(Collected data)

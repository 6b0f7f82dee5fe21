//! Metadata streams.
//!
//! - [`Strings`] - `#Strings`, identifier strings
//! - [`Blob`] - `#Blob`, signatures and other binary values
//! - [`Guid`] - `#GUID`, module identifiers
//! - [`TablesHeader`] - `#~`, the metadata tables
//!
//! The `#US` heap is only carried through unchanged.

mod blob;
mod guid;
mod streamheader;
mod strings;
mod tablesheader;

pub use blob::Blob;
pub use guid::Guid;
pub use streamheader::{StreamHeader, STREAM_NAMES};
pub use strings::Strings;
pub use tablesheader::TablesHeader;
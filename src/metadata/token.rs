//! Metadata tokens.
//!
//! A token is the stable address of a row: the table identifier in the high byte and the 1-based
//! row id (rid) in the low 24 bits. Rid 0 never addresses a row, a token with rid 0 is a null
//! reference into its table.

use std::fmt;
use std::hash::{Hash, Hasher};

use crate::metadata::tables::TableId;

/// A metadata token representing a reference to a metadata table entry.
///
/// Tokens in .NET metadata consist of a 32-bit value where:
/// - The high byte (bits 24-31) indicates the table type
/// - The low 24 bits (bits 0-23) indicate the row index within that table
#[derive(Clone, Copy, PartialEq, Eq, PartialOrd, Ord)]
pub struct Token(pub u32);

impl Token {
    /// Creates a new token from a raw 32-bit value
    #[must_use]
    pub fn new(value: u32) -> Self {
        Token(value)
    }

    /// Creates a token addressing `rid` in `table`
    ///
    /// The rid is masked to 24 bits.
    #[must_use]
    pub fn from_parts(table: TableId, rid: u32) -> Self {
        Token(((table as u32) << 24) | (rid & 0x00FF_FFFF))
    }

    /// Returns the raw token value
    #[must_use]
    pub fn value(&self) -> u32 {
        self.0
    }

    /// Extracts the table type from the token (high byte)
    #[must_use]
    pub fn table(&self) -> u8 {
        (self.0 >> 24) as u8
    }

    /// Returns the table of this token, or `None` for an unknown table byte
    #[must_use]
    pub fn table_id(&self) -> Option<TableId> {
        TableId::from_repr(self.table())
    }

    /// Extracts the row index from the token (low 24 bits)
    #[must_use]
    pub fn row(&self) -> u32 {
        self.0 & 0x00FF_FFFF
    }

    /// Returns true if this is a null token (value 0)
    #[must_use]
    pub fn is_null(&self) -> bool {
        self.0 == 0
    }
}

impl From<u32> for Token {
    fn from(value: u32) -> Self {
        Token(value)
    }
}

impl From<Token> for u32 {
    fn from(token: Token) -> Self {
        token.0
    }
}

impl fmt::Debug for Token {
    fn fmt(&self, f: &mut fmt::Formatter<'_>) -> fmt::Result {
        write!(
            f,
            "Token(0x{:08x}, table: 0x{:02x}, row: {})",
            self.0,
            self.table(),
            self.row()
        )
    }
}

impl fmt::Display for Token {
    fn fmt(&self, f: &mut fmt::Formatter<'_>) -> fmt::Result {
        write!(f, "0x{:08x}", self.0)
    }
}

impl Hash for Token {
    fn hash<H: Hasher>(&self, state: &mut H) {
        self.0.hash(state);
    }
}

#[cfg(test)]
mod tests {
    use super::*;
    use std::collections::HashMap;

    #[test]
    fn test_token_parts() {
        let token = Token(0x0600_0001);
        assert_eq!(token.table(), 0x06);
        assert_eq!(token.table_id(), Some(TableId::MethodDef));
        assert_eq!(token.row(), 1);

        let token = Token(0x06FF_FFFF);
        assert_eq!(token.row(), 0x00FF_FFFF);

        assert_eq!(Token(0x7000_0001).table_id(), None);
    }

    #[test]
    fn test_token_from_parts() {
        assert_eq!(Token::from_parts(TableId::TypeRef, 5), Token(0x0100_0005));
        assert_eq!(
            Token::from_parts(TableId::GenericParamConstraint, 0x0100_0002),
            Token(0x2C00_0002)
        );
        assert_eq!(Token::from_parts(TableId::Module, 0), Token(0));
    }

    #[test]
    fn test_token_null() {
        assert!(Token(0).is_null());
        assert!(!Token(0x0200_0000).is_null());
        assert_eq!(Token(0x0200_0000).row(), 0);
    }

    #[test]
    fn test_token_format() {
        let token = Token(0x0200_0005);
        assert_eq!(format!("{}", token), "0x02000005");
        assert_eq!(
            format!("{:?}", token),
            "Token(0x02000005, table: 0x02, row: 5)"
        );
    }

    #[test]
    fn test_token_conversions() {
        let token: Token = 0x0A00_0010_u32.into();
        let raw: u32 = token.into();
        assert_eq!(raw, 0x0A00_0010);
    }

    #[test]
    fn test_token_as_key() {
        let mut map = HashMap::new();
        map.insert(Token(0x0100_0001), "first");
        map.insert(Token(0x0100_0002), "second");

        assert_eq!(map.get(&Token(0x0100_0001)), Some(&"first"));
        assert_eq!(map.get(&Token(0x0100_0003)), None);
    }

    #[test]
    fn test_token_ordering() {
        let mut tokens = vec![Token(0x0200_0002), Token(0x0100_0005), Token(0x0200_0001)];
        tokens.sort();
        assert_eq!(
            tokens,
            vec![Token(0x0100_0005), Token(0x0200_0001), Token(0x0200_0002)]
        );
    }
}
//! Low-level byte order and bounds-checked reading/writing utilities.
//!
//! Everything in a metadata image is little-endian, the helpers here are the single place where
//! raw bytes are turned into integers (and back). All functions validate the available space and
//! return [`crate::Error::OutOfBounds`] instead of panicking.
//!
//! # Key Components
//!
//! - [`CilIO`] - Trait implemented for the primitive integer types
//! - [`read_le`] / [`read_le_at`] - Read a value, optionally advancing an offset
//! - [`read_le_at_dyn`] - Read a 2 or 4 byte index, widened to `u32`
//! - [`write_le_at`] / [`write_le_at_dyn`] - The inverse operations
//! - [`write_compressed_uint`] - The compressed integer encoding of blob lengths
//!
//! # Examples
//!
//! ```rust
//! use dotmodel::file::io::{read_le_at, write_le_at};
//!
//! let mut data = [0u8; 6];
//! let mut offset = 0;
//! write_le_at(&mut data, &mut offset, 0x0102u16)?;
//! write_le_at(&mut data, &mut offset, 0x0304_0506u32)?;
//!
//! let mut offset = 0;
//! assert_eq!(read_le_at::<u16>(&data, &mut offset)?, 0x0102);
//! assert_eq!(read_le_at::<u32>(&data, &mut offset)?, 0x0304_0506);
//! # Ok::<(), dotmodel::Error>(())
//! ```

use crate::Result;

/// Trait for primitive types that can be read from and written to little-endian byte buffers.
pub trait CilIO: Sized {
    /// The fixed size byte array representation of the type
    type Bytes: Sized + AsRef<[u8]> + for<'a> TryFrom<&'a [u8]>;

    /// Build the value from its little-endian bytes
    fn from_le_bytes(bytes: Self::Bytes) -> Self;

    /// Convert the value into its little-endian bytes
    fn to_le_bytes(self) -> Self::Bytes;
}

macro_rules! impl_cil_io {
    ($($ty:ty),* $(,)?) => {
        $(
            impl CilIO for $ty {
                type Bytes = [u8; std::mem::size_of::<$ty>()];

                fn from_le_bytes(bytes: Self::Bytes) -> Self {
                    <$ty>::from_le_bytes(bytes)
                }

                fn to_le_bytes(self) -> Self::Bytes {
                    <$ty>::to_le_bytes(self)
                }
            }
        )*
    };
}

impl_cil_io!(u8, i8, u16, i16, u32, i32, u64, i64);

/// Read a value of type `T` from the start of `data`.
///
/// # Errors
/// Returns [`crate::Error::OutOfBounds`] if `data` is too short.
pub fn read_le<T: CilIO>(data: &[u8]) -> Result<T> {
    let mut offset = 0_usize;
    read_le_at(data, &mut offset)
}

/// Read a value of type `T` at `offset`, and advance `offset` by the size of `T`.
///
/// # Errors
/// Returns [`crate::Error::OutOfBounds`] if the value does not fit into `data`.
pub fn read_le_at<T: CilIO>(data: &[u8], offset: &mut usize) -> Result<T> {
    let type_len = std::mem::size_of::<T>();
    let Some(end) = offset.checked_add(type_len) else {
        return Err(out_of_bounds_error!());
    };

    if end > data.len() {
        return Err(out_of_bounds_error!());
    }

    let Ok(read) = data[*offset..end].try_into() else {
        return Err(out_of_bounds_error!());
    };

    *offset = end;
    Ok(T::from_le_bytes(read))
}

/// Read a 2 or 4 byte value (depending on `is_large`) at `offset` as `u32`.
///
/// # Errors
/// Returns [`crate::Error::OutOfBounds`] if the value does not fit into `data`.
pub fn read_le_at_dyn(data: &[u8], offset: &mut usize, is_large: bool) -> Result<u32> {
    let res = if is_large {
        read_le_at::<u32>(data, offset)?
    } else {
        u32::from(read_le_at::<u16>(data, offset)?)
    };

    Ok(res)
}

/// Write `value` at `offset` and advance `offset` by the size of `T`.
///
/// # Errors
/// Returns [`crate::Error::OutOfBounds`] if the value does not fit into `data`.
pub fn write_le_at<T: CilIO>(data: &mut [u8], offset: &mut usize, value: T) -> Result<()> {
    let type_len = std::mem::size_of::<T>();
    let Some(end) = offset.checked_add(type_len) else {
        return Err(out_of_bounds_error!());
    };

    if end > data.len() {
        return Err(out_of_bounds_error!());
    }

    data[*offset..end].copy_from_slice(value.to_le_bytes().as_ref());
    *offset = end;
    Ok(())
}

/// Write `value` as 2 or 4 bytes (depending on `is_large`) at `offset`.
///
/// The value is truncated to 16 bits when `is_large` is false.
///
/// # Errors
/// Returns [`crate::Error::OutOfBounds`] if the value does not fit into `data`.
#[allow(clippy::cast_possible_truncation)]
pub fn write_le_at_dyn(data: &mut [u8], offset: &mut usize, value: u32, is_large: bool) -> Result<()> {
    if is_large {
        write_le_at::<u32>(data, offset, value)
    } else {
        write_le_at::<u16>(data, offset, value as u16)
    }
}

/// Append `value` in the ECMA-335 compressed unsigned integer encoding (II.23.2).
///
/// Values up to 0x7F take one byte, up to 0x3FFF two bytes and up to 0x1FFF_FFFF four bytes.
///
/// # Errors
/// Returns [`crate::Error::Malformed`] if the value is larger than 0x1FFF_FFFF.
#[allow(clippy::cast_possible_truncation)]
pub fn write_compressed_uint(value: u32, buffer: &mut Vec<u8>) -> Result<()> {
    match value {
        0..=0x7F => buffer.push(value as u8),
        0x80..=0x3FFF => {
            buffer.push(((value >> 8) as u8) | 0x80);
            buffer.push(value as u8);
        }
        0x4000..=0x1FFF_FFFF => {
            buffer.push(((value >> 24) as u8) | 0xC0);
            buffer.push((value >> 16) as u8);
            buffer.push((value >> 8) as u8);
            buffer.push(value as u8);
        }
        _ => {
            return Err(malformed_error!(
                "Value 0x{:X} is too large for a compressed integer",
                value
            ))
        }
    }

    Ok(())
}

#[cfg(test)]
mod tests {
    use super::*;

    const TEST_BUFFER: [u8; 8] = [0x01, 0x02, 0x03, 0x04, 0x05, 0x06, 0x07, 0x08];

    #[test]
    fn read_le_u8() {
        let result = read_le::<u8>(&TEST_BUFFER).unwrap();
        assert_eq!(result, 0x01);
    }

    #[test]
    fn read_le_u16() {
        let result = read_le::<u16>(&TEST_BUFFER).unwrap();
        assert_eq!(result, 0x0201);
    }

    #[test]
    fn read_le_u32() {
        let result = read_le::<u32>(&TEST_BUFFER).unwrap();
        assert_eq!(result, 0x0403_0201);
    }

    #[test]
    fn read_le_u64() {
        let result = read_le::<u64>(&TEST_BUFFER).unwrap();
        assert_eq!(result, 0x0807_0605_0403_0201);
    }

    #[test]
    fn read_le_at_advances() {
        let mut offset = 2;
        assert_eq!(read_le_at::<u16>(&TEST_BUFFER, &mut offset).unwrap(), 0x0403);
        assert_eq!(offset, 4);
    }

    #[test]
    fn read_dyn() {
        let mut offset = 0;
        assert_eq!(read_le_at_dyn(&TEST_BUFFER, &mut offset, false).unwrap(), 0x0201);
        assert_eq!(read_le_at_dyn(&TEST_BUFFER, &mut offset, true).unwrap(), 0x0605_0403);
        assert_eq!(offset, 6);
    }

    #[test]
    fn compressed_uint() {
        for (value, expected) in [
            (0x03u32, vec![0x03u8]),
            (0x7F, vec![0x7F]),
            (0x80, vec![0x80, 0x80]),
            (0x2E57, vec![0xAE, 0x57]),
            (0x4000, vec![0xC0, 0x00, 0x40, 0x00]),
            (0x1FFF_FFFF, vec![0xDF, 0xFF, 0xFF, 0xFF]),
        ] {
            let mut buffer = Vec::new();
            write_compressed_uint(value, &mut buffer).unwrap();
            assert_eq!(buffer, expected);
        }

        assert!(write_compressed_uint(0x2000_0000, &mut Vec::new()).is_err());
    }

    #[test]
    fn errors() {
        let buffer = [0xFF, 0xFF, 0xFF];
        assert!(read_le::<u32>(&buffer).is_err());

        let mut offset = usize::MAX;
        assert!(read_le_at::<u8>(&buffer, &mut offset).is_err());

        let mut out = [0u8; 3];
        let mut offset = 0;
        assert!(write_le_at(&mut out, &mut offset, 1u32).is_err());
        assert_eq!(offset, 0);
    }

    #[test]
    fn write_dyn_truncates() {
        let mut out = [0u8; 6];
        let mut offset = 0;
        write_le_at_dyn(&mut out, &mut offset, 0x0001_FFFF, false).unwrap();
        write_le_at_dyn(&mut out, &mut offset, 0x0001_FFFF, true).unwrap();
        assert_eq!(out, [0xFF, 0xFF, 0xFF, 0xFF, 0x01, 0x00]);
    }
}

Required work - Copy word for word the stretch of entries above from the line that has "to 24 bits." through the line that has "impl From<u32> for", both ends included, and nothing outside it.

Task output -
    /// The rid is masked to 24 bits.
    #[must_use]
    pub fn from_parts(table: TableId, rid: u32) -> Self {
        Token(((table as u32) << 24) | (rid & 0x00FF_FFFF))
    }

    /// Returns the raw token value
    #[must_use]
    pub fn value(&self) -> u32 {
        self.0
    }

    /// Extracts the table type from the token (high byte)
    #[must_use]
    pub fn table(&self) -> u8 {
        (self.0 >> 24) as u8
    }

    /// Returns the table of this token, or `None` for an unknown table byte
    #[must_use]
    pub fn table_id(&self) -> Option<TableId> {
        TableId::from_repr(self.table())
    }

    /// Extracts the row index from the token (low 24 bits)
    #[must_use]
    pub fn row(&self) -> u32 {
        self.0 & 0x00FF_FFFF
    }

    /// Returns true if this is a null token (value 0)
    #[must_use]
    pub fn is_null(&self) -> bool {
        self.0 == 0
    }
}

impl From<u32> for Token {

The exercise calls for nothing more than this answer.